From our own experiences, we suggest that in any small animal practice, the application of clinical reasoning is essential. Based on a combination of direct experience of the challenges of different personal caseloads over many years and our ideas about how best to apply what we’ve learned, we hope to bring some enlightenment to the subject matter.

With advances in the general understanding of the way our brains work, it is increasingly possible to link whatever insights we have to an approach that is being more commonly proposed.

To begin with, it is now widely accepted that our processes of reasoning can be grouped into two categories: type I (often termed pattern recognition) and type II or, the analytical process. Where possible in our lives, we try to use type I ‘tactic’ in making decisions, as it is rapid and efficient. It is predicated on our remembering similar problems encountered in our own past, and, assuming we correctly analyse and apply these established patterns, it is every bit as precise and accurate as analytical thinking or reasoning.

However, the modern ‘need for speed’, our desire to get things done as quickly as possible, can easily but erroneously lull us into a mistaken state of ‘cognitive miserliness’ (Stanovich 2009) where we ignore all lack of compatibility or fit of our remembered pattern system. In such a scenario, when we are commonly confronted by genuine ‘life and death’ decisions such as the health and well-being of a valued patient, we must always remind ourselves to cross-check our initial impulse with an analytical ‘back up’.

Some veterinarians believe that the analytical approach to clinical reasoning is ‘scientific’, involving hypothesis testing, but it seems to me that this might be misleading. Here’s why.

Scientific method necessitates creating and testing ideas and hypotheses by predicting data followed by an experiment to test what we believe to be true. By making observations on whether our predictions are correct, we extend and supplement our knowledge. This is sometimes referred to – not entirely accurately – as ‘backwards reasoning’.

On the face of it, this is an extremely robust and sensible approach, one that makes perfect sense in the right circumstances and situation. However, in a primary care setting like a front live veterinary clinic, where the range and scope of possible diagnoses of a condition in any individual patient are boundless, a scientific approach of this nature is impossible. It would lead to massive cognitive overload such that – even is a vet could continue to apply such a deductive, hypothetical approach – they would almost certainly be overwhelmed by the endless realm of possibilities open to them.

In other words, it is ironically undermined by the very features that are meant to make it efficient and effective, as the sheer scope of the potential data sets it could potentially generate induces too many options leading to ‘analysis paralysis’, leading in turn to a failure to act even when action is vital.

From our own experiences and those of veterinary colleagues everywhere, clinicians working with real cases and extensive knowledge from reading, it seems clear that clinical reasoning must be an inductive process, one that runs forward from data to diagnosis, rather than the other way around.
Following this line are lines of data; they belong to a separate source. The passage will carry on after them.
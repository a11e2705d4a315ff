pub mod config;
pub mod logging;

pub use config::*;
pub use logging::*;

#[cfg(test)]
mod tests {
    use super::*;

    #[test]
    fn test_config_defaults() {
        let config = AppConfig::default();
        assert_eq!(config.database.max_connections, 10);
        assert_eq!(config.database.connection_timeout().as_secs(), 30);
        assert_eq!(config.logging.level, "info");
        assert!(config.logging.file_path.is_none());
    }

    #[test]
    fn test_config_load_without_files_uses_defaults() {
        let config = AppConfig::load().unwrap();
        assert!(!config.database.postgres_url.is_empty());
        assert!(config.database.max_connections > 0);
        assert!(!config.logging.format.is_empty());
    }

    #[test]
    fn test_init_logging_installs_once() {
        let config = LoggingConfig {
            level: "debug".to_string(),
            format: "text".to_string(),
            file_path: None,
        };

        assert!(init_logging(&config).is_ok());
        assert!(init_logging(&config).is_err());

        crate::log_info!("store ready", backend = "memory");
        crate::log_debug!("cache miss");
        crate::log_warn!("slow query", elapsed_ms = 1200u64);
        let err = std::io::Error::new(std::io::ErrorKind::Other, "boom");
        crate::log_error!(err, "store operation failed", operation = "test");
    }
}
In contrast with the ‘rear view mirror’ methods highlighted above, which I suggest is likely to fail to improve or develop pattern recognition, a repeated adoption of a systemised forward thinking pattern must help to develop improved structured patterns for future use.

In this, it seems equally clear that from an early juncture, it is crucial to limit the mass of the data set we use, best achieved by clustering recognisable signs to identify the organ system or systems suspected and how it (they) might be affected. Only after doing so should we begin to consider a provisional diagnosis, as this approach hopefully means that we have a more concise and accurate list, one that is genuinely based on taking account of every clinical sign on its own merits, which seems to embrace what a truly ‘scientific approach’ is really all about.

Of course, the ‘elephant in the room’ is always the lack of time that everyone engaged in veterinary medicine is all too stressfully familiar with. Nevertheless, clinical reasoning is important and – applied appropriately – it should help you to improve your skill set as long as you work at it.